By detecting light in a new way, engineers can easily send data at 2.1 gigabits per second.

Engineers from Facebook’s Connectivity Lab have published details of a new optical technology to help laser beams deliver fast Internet access to remote areas.

Lasers are an attractive way to send data over significant distances. Not only can they hold a lot of information and propagate a long way, they also don’t require dedicated spectrum like cellular networks, which means they can be used to set up ad hoc data links to off-grid locations. And because they use line-of-sight light transmission, more than one can be used in the same area without interference.
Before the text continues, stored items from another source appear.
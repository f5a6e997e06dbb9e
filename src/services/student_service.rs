use serde::Deserialize;
use sqlx::PgPool;

use super::{ensure_id, interpret, interpret_created, Mutation, ServiceError};
use crate::auth::Role;
use crate::database::models::{Assignment, Student, StudentInput, StudentProgress};
use crate::database::repository::assignments::AssignmentFilter;
use crate::database::repository::{AssignmentRepository, StudentRepository};
use crate::error::FieldErrors;
use crate::middleware::{AuthUser, Validate, Validator};

impl Validate for StudentInput {
    fn validate(&self) -> Result<(), FieldErrors> {
        Validator::new()
            .required("first_names", &self.first_names)
            .max_len("first_names", &self.first_names, 100)
            .required("last_names", &self.last_names)
            .max_len("last_names", &self.last_names, 100)
            .national_id("national_id", &self.national_id)
            .email("email", &self.email)
            .phone("phone", self.phone.as_deref())
            .positive("faculty_id", self.faculty_id)
            .range("semester", self.semester, 1, 12)
            .finish()
    }
}

#[derive(Debug, Default, Deserialize)]
pub struct StudentQuery {
    pub faculty_id: Option<i32>,
    pub active: Option<bool>,
}

pub struct StudentService {
    students: StudentRepository,
    assignments: AssignmentRepository,
}

impl StudentService {
    pub fn new(pool: PgPool) -> Self {
        Self {
            students: StudentRepository::new(pool.clone()),
            assignments: AssignmentRepository::new(pool),
        }
    }

    pub async fn list(&self, query: &StudentQuery) -> Result<Vec<Student>, ServiceError> {
        if let Some(faculty_id) = query.faculty_id {
            ensure_id("faculty_id", faculty_id)?;
        }
        Ok(self.students.select_any(query.faculty_id, query.active).await?)
    }

    pub async fn get(&self, id: i32) -> Result<Student, ServiceError> {
        let id = ensure_id("id", id)?;
        Ok(self.students.select_404(id).await?)
    }

    pub async fn create(&self, input: &StudentInput) -> Result<Mutation, ServiceError> {
        let input = normalize(input);
        interpret_created(self.students.create(&input).await?)
    }

    /// Identity changes cascade inside the database (e.g. email on linked records)
    pub async fn update(&self, id: i32, input: &StudentInput) -> Result<Mutation, ServiceError> {
        let id = ensure_id("id", id)?;
        let input = normalize(input);
        interpret(self.students.update(id, &input).await?)
    }

    pub async fn set_active(&self, id: i32, active: bool) -> Result<Mutation, ServiceError> {
        let id = ensure_id("id", id)?;
        interpret(self.students.set_active(id, active).await?)
    }

    /// Trainers only see the student's assignments that belong to them
    pub async fn assignments(&self, user: &AuthUser, id: i32) -> Result<Vec<Assignment>, ServiceError> {
        let id = ensure_id("id", id)?;
        let filter = assignments_filter(user, id)?;
        // 404 for unknown students instead of an empty list
        self.students.select_404(id).await?;
        Ok(self.assignments.select_any(filter).await?)
    }

    pub async fn progress(&self, id: i32) -> Result<Vec<StudentProgress>, ServiceError> {
        let id = ensure_id("id", id)?;
        self.students.select_404(id).await?;
        Ok(self.students.progress(id).await?)
    }
}

fn normalize(input: &StudentInput) -> StudentInput {
    StudentInput {
        first_names: input.first_names.trim().to_string(),
        last_names: input.last_names.trim().to_string(),
        national_id: input.national_id.trim().to_string(),
        email: input.email.trim().to_lowercase(),
        phone: input
            .phone
            .as_deref()
            .map(str::trim)
            .filter(|p| !p.is_empty())
            .map(str::to_string),
        faculty_id: input.faculty_id,
        semester: input.semester,
    }
}

fn assignments_filter(user: &AuthUser, student_id: i32) -> Result<AssignmentFilter, ServiceError> {
    let trainer_id = match user.role {
        Role::Admin => None,
        Role::Trainer => Some(
            user.trainer_id
                .ok_or_else(|| ServiceError::Forbidden("No trainer profile linked to this account".into()))?,
        ),
    };
    Ok(AssignmentFilter {
        status: None,
        trainer_id,
        student_id: Some(student_id),
    })
}

#[cfg(test)]
mod tests {
    use super::*;

    fn user(role: Role, trainer_id: Option<i32>) -> AuthUser {
        AuthUser {
            user_id: 10,
            trainer_id,
            name: "Carlos Mendoza".into(),
            email: "carlos@uleam.edu.ec".into(),
            role,
        }
    }

    #[test]
    fn trainers_see_only_their_assignments_of_a_student() {
        let filter = assignments_filter(&user(Role::Trainer, Some(4)), 3).unwrap();
        assert_eq!(filter.trainer_id, Some(4));
        assert_eq!(filter.student_id, Some(3));

        let filter = assignments_filter(&user(Role::Admin, None), 3).unwrap();
        assert_eq!(filter.trainer_id, None);
        assert_eq!(filter.student_id, Some(3));

        assert!(matches!(
            assignments_filter(&user(Role::Trainer, None), 3),
            Err(ServiceError::Forbidden(_))
        ));
    }

    fn valid_student() -> StudentInput {
        StudentInput {
            first_names: "María José".into(),
            last_names: "Zambrano Cedeño".into(),
            national_id: "1312345678".into(),
            email: "MJ.Zambrano@uleam.edu.ec ".into(),
            phone: Some(" ".into()),
            faculty_id: 2,
            semester: 5,
        }
    }

    #[test]
    fn valid_student_passes() {
        assert!(valid_student().validate().is_ok());
    }

    #[test]
    fn reports_every_bad_field() {
        let input = StudentInput {
            national_id: "12AB".into(),
            faculty_id: 0,
            semester: 13,
            ..valid_student()
        };
        let errors = input.validate().unwrap_err();
        assert_eq!(
            errors.keys().map(String::as_str).collect::<Vec<_>>(),
            vec!["faculty_id", "national_id", "semester"]
        );
    }

    #[test]
    fn normalizes_before_storage() {
        let input = normalize(&valid_student());
        assert_eq!(input.email, "mj.zambrano@uleam.edu.ec");
        assert_eq!(input.phone, None);
    }
}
In order to achieve high data rates, though, the detectors used to catch the light signals have to be small. Problem is, as a beam of light propagates through space, it becomes wider—in fact, orders of magnitude wider than the detector itself. While it’s possible to focus the light back down using optics, it’s complex and expensive. Instead, engineers from the Connectivity Lab have developed a system that neatly gets around the problem.

The fluorescent optical fibers absorb blue laser light and re-emit it as green, focusing it toward a small photodetector in the process.

Writing in the journal Optica, the engineers describe how they’ve used fluorescent materials, instead of traditional optics, to collect light from data-carrying laser beams. A series of plastic optical fibers, doped with organic dye molecules that absorb blue light and re-emit it as green light, are shaped into an almost-sphere. When a laser signal hits the fibers, they emit green light within two nanoseconds. The light travels down the length of the fibers and is ultimately directed toward a small—and fast—photodetector.

So far the system can be used to receive signals carrying data at rates of up to 2.1 gigabits per second, though the team claims it could go faster if it were built to absorb infrared, rather than blue, light.

It’s worth pointing out that this isn’t the first piece of hardware to emerge from the Connectivity Lab. Famously, it’s been working on a solar-powered drone to deliver Internet access. That particular project is progressing slowly, though, so despite the fact that the team behind the new laser device plans to test it in a real-world setting, there’s likely still much development ahead before it’s used widely.

The social network is, however, busy pursuing plenty of other projects to take data to the sticks. Most notably, its Telecom Infra Project will use open-source cellular networks to achieve similar results. That way, you see, anyone will be able to sign up on Facebook.

(Read more: Optica, “Facebook Has a Plan to Take Cellular Data to the Sticks,” “Facebook Enters the Race to Build 5G Networks,” “Meet Facebook’s Stratospheric Internet Drone”)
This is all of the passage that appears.